President Donald Trump said in August that he was considering a pardon for Snowden, who is facing espionage charges in the U.S.

Snowden keeps a low profile in Russia. He has praised the country's natural beauty and the warmth of its people, while occasionally using social media to criticize government policy.

Snowden hit the headlines in 2013 when he stole a trove of files about the NSA's bulk collection of phone and internet metadata and leaked those documents to journalists at The Guardian and The Washington Post. He later fled to Hong Kong, before moving on to Moscow where he has lived ever since.

He has previously defended his decision to make the files public, saying in interviews that he acted out of the belief that the spying program was illegal and immoral.

Last month, the U.S. Court of Appeals for the Ninth Circuit ruled the NSA program that Snowden exposed was unlawful and that the U.S. intelligence leaders who publicly defended it were not telling the truth.

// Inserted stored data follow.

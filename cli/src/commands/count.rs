// Copyright (c) 2026 Ipfold and Contributors
//
// This Source Code Form is subject to the terms of the Mozilla Public License, v. 2.0.
// If a copy of the MPL was not distributed with this file, You can obtain one at
// https://mozilla.org/MPL/2.0/.

use std::io::{self, Write};

use ipfold_common::{config::Config, utils::timing::StageTimer};
use ipfold_core::{loader, ops};

/// Record and unique-address counts of the union of all sources.
pub fn merged(files: &[String], cfg: &Config, timer: &mut StageTimer) -> anyhow::Result<()> {
    let sets = loader::load_all(files, cfg)?;
    timer.mark_loaded();

    let mut merged = ops::union_all(sets, "combined");
    let unique_ips = merged.unique_ips();
    timer.mark_computed();

    let mut out = io::stdout().lock();
    if cfg.header {
        writeln!(out, "entries,unique_ips")?;
    }
    writeln!(out, "{},{unique_ips}", merged.lines())?;
    Ok(())
}

/// Per-source record and unique-address counts.
pub fn each(files: &[String], cfg: &Config, timer: &mut StageTimer) -> anyhow::Result<()> {
    let mut sets = loader::load_all(files, cfg)?;
    timer.mark_loaded();

    for set in &mut sets {
        set.optimize();
    }
    timer.mark_computed();

    let mut out = io::stdout().lock();
    if cfg.header {
        writeln!(out, "name,entries,unique_ips")?;
    }
    for set in &mut sets {
        let ips = set.unique_ips();
        writeln!(out, "{},{},{}", set.name(), set.lines(), ips)?;
    }
    Ok(())
}
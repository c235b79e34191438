// Copyright (c) 2026 Ipfold and Contributors
//
// This Source Code Form is subject to the terms of the Mozilla Public License, v. 2.0.
// If a copy of the MPL was not distributed with this file, You can obtain one at
// https://mozilla.org/MPL/2.0/.

use std::io;

use ipfold_common::{config::Config, utils::timing::StageTimer};
use ipfold_core::{cidr::PrefixPlan, loader, ops, output};

/// Union of `files`, minus the addresses of every `remove` source.
pub fn run(
    files: &[String],
    remove: &[String],
    cfg: &Config,
    timer: &mut StageTimer,
) -> anyhow::Result<()> {
    let sets = loader::load_all(files, cfg)?;
    let mut removals = loader::load_all(remove, cfg)?;
    timer.mark_loaded();

    let name = sets
        .first()
        .map(|s| s.name().to_string())
        .unwrap_or_else(|| "complement".to_string());
    let mut kept = ops::union_all(sets, &name);
    for removal in &mut removals {
        kept = ops::exclude(&mut kept, removal);
    }
    timer.mark_computed();

    let plan = PrefixPlan::from_restrictions(cfg.prefixes.as_deref(), cfg.min_prefix);
    let mut out = io::stdout().lock();
    output::print_set(&mut out, &mut kept, &plan, cfg)?;
    Ok(())
}
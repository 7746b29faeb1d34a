//! Public holiday repository.
//!
//! Read-mostly reference data: HR inserts rows, deactivation is logical.
//! All lookups honor `is_active` and treat `start_date..=end_date` as an
//! inclusive interval.

use async_trait::async_trait;
use chrono::NaiveDate;
use sqlx::PgPool;

use crate::error::EngineError;
use crate::models::holiday::PublicHoliday;
use crate::types::HolidayId;

const COLUMNS: &str = "id, name, start_date, end_date, year, holiday_type, is_paid, \
     description, is_active, created_by, created_at, updated_at";

#[cfg_attr(test, mockall::automock)]
#[async_trait]
pub trait HolidayRepositoryTrait: Send + Sync {
    /// Active holidays intersecting [start, end], ordered by start date.
    async fn find_in_range(
        &self,
        db: &PgPool,
        start_date: NaiveDate,
        end_date: NaiveDate,
    ) -> Result<Vec<PublicHoliday>, EngineError>;

    /// The active holiday covering a date, if any.
    async fn find_on(
        &self,
        db: &PgPool,
        date: NaiveDate,
    ) -> Result<Option<PublicHoliday>, EngineError>;

    /// Active holidays of a year, ordered by start date.
    async fn list_for_year(
        &self,
        db: &PgPool,
        year: i32,
    ) -> Result<Vec<PublicHoliday>, EngineError>;

    /// Insert a holiday row.
    async fn insert(
        &self,
        db: &PgPool,
        item: &PublicHoliday,
    ) -> Result<PublicHoliday, EngineError>;

    /// Logical delete. Returns rows touched.
    async fn deactivate(&self, db: &PgPool, id: HolidayId) -> Result<u64, EngineError>;
}

#[derive(Debug, Default, Clone, Copy)]
pub struct HolidayRepository;

impl HolidayRepository {
    pub fn new() -> Self {
        Self
    }
}

#[async_trait]
impl HolidayRepositoryTrait for HolidayRepository {
    async fn find_in_range(
        &self,
        db: &PgPool,
        start_date: NaiveDate,
        end_date: NaiveDate,
    ) -> Result<Vec<PublicHoliday>, EngineError> {
        let query = format!(
            "SELECT {} FROM public_holidays \
             WHERE is_active = TRUE AND start_date <= $2 AND end_date >= $1 \
             ORDER BY start_date",
            COLUMNS
        );
        let rows = sqlx::query_as::<_, PublicHoliday>(&query)
            .bind(start_date)
            .bind(end_date)
            .fetch_all(db)
            .await?;
        Ok(rows)
    }

    async fn find_on(
        &self,
        db: &PgPool,
        date: NaiveDate,
    ) -> Result<Option<PublicHoliday>, EngineError> {
        let query = format!(
            "SELECT {} FROM public_holidays \
             WHERE is_active = TRUE AND start_date <= $1 AND end_date >= $1 \
             ORDER BY start_date LIMIT 1",
            COLUMNS
        );
        let row = sqlx::query_as::<_, PublicHoliday>(&query)
            .bind(date)
            .fetch_optional(db)
            .await?;
        Ok(row)
    }

    async fn list_for_year(
        &self,
        db: &PgPool,
        year: i32,
    ) -> Result<Vec<PublicHoliday>, EngineError> {
        let query = format!(
            "SELECT {} FROM public_holidays \
             WHERE is_active = TRUE AND year = $1 ORDER BY start_date",
            COLUMNS
        );
        let rows = sqlx::query_as::<_, PublicHoliday>(&query)
            .bind(year)
            .fetch_all(db)
            .await?;
        Ok(rows)
    }

    async fn insert(
        &self,
        db: &PgPool,
        item: &PublicHoliday,
    ) -> Result<PublicHoliday, EngineError> {
        let query = format!(
            "INSERT INTO public_holidays ({}) \
             VALUES ($1, $2, $3, $4, $5, $6, $7, $8, $9, $10, $11, $12) \
             RETURNING {}",
            COLUMNS, COLUMNS
        );
        let row = sqlx::query_as::<_, PublicHoliday>(&query)
            .bind(item.id)
            .bind(&item.name)
            .bind(item.start_date)
            .bind(item.end_date)
            .bind(item.year)
            .bind(item.holiday_type)
            .bind(item.is_paid)
            .bind(&item.description)
            .bind(item.is_active)
            .bind(item.created_by)
            .bind(item.created_at)
            .bind(item.updated_at)
            .fetch_one(db)
            .await?;
        Ok(row)
    }

    async fn deactivate(&self, db: &PgPool, id: HolidayId) -> Result<u64, EngineError> {
        let result =
            sqlx::query("UPDATE public_holidays SET is_active = FALSE, updated_at = NOW() WHERE id = $1")
                .bind(id)
                .execute(db)
                .await?;
        Ok(result.rows_affected())
    }
}
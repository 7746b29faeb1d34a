use rust_decimal::Decimal;

use crate::types::LeaveRequestId;

/// Engine-level error taxonomy.
///
/// Input validation errors are rejected before any read, business-rule
/// conflicts after a read but before any write. Storage failures propagate
/// unmodified; the engine performs no implicit retry.
#[derive(Debug, thiserror::Error)]
pub enum EngineError {
    #[error("invalid leave type: {0}")]
    InvalidLeaveType(String),

    #[error("end date must not be before start date")]
    InvalidDateRange,

    #[error("overlapping leave request exists ({conflicting_id})")]
    OverlappingRequest { conflicting_id: LeaveRequestId },

    #[error("insufficient leave balance: available {available}, requested {requested}")]
    InsufficientBalance {
        available: Decimal,
        requested: Decimal,
    },

    #[error("invalid state transition: {0}")]
    InvalidStateTransition(String),

    #[error("not authorized: {0}")]
    NotAuthorized(String),

    #[error("{0} not found")]
    NotFound(String),

    #[error("conflict: {0}")]
    Conflict(String),

    #[error("validation failed: {}", .0.join(", "))]
    Validation(Vec<String>),

    #[error(transparent)]
    Database(sqlx::Error),

    #[error(transparent)]
    Internal(#[from] anyhow::Error),
}

impl From<sqlx::Error> for EngineError {
    fn from(err: sqlx::Error) -> Self {
        match err {
            sqlx::Error::RowNotFound => EngineError::NotFound("resource".to_string()),
            _ => EngineError::Database(err),
        }
    }
}

impl From<validator::ValidationErrors> for EngineError {
    fn from(errors: validator::ValidationErrors) -> Self {
        let messages: Vec<String> = errors
            .field_errors()
            .into_iter()
            .flat_map(|(field, errs)| {
                errs.iter().map(move |e| {
                    let code = e.code.as_ref();
                    format!("{}: {}", field, code)
                })
            })
            .collect();
        EngineError::Validation(messages)
    }
}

The warrantless telephone dragnet that secretly collected millions of Americans’ telephone records violated the Foreign Intelligence Surveillance Act and may well have been unconstitutional, the ruling said.

In a message posted to Twitter after the ruling, Snowden wrote: “I never imagined that I would live to see our courts condemn the NSA’s activities as unlawful and in the same ruling credit me for exposing them.”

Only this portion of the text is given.